Performance optimizations for Intel Core 2 and Core i7 processors

public inbox for gcc-patches@gcc.gnu.org
 help / color / mirror / Atom feed

* Performance optimizations for Intel Core 2 and Core i7 processors
@ 2010-05-17  7:42 Maxim Kuvyrkov
  2010-05-20 12:17 ` Steven Bosscher
                   ` (2 more replies)
  0 siblings, 3 replies; 7+ messages in thread
From: Maxim Kuvyrkov @ 2010-05-17  7:42 UTC (permalink / raw)
  To: GCC, gcc-patches; +Cc: H.J. Lu

CodeSourcery is working on improving performance for Intel's Core 2 and 
Core i7 families of processors.

CodeSourcery plans to add support for unaligned vector instructions, to 
provide fine-tuned scheduling support and to update instruction 
selection and instruction cost models for Core i7 and Core 2 families of 
processors.

As usual, CodeSourcery will be contributing its work to GCC.  Currently, 
our target is the end of GCC 4.6 Stage1.

If your favorite benchmark significantly under-performs on Core 2 or 
Core i7 CPUs, don't hesitate asking us to take a look at it.

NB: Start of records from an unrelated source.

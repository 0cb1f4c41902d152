//! Token creation and verification.

use crate::claims::TokenClaims;
use crate::error::{AuthError, AuthenticationFailure};
use crate::keys::{KeyPair, PublicKey};
use chrono::Utc;
use jsonwebtoken::{Algorithm, DecodingKey, Header, Validation};

/// Builder for signing bearer tokens.
pub struct TokenBuilder {
    keypair: KeyPair,
}

impl TokenBuilder {
    /// Create a new token builder with the given keypair.
    pub fn new(keypair: KeyPair) -> Self {
        Self { keypair }
    }

    /// Mint a token for `subject`, valid for `lifetime_days` from now.
    pub fn mint(
        &self,
        subject: &str,
        issuer: &str,
        audience: &str,
        lifetime_days: u32,
    ) -> Result<String, AuthError> {
        let claims = TokenClaims::for_days(subject, issuer, audience, lifetime_days);
        self.sign(&claims)
    }

    /// Sign pre-built claims.
    pub fn sign(&self, claims: &TokenClaims) -> Result<String, AuthError> {
        claims.validate()?;

        let mut header = Header::new(Algorithm::EdDSA);
        header.typ = Some("JWT".to_string());

        let encoding_key = self.keypair.encoding_key()?;
        jsonwebtoken::encode(&header, claims, &encoding_key)
            .map_err(|e| AuthError::Signing(e.to_string()))
    }
}

/// Verifier for bearer tokens.
///
/// Holds only the public half of the identity plus the issuer and audience
/// every token must carry.
#[derive(Clone)]
pub struct TokenVerifier {
    decoding_key: DecodingKey,
    issuer: String,
    audience: String,
}

impl TokenVerifier {
    /// Create a new token verifier.
    pub fn new(public_key: PublicKey, issuer: impl Into<String>, audience: impl Into<String>) -> Self {
        Self {
            decoding_key: public_key.decoding_key(),
            issuer: issuer.into(),
            audience: audience.into(),
        }
    }

    /// Verify a token and extract its claims.
    ///
    /// Checks the signature, then issuer, audience and `now < exp`.
    pub fn verify(&self, token: &str) -> Result<TokenClaims, AuthError> {
        let mut validation = Validation::new(Algorithm::EdDSA);
        validation.leeway = 0;
        validation.validate_exp = true;
        validation.set_issuer(&[&self.issuer]);
        validation.set_audience(&[&self.audience]);
        validation.set_required_spec_claims(&["sub", "iss", "aud", "iat", "exp"]);

        let data = jsonwebtoken::decode::<TokenClaims>(token.trim(), &self.decoding_key, &validation)
            .map_err(AuthenticationFailure::from)?;
        let claims = data.claims;

        // jsonwebtoken accepts exp == now; tokens are valid strictly before exp.
        if Utc::now().timestamp() >= claims.exp {
            return Err(AuthenticationFailure::Expired.into());
        }

        Ok(claims)
    }
}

We appreciate Intel sponsoring this project.

Thank you,

-- 
Maxim Kuvyrkov
CodeSourcery
maxim@codesourcery.com
(650) 331-3385 x724

^ permalink raw reply	[flat|nested] 7+ messages in thread

* Re: Performance optimizations for Intel Core 2 and Core i7 processors
  2010-05-17  7:42 Performance optimizations for Intel Core 2 and Core i7 processors Maxim Kuvyrkov
@ 2010-05-20 12:17 ` Steven Bosscher
  2010-05-20 12:20   ` Maxim Kuvyrkov
  2010-05-21 17:19 ` Vladimir N. Makarov
  2010-08-13 19:50 ` Jack Howarth
  2 siblings, 1 reply; 7+ messages in thread
From: Steven Bosscher @ 2010-05-20 12:17 UTC (permalink / raw)
  To: Maxim Kuvyrkov; +Cc: GCC, gcc-patches, H.J. Lu

On Mon, May 17, 2010 at 8:44 AM, Maxim Kuvyrkov <maxim@codesourcery.com> wrote:
> CodeSourcery is working on improving performance for Intel's Core 2 and Core
> i7 families of processors.
>
> CodeSourcery plans to add support for unaligned vector instructions, to
> provide fine-tuned scheduling support and to update instruction selection
> and instruction cost models for Core i7 and Core 2 families of processors.
>
> As usual, CodeSourcery will be contributing its work to GCC.  Currently, our
> target is the end of GCC 4.6 Stage1.
>
> If your favorite benchmark significantly under-performs on Core 2 or Core i7
> CPUs, don't hesitate asking us to take a look at it.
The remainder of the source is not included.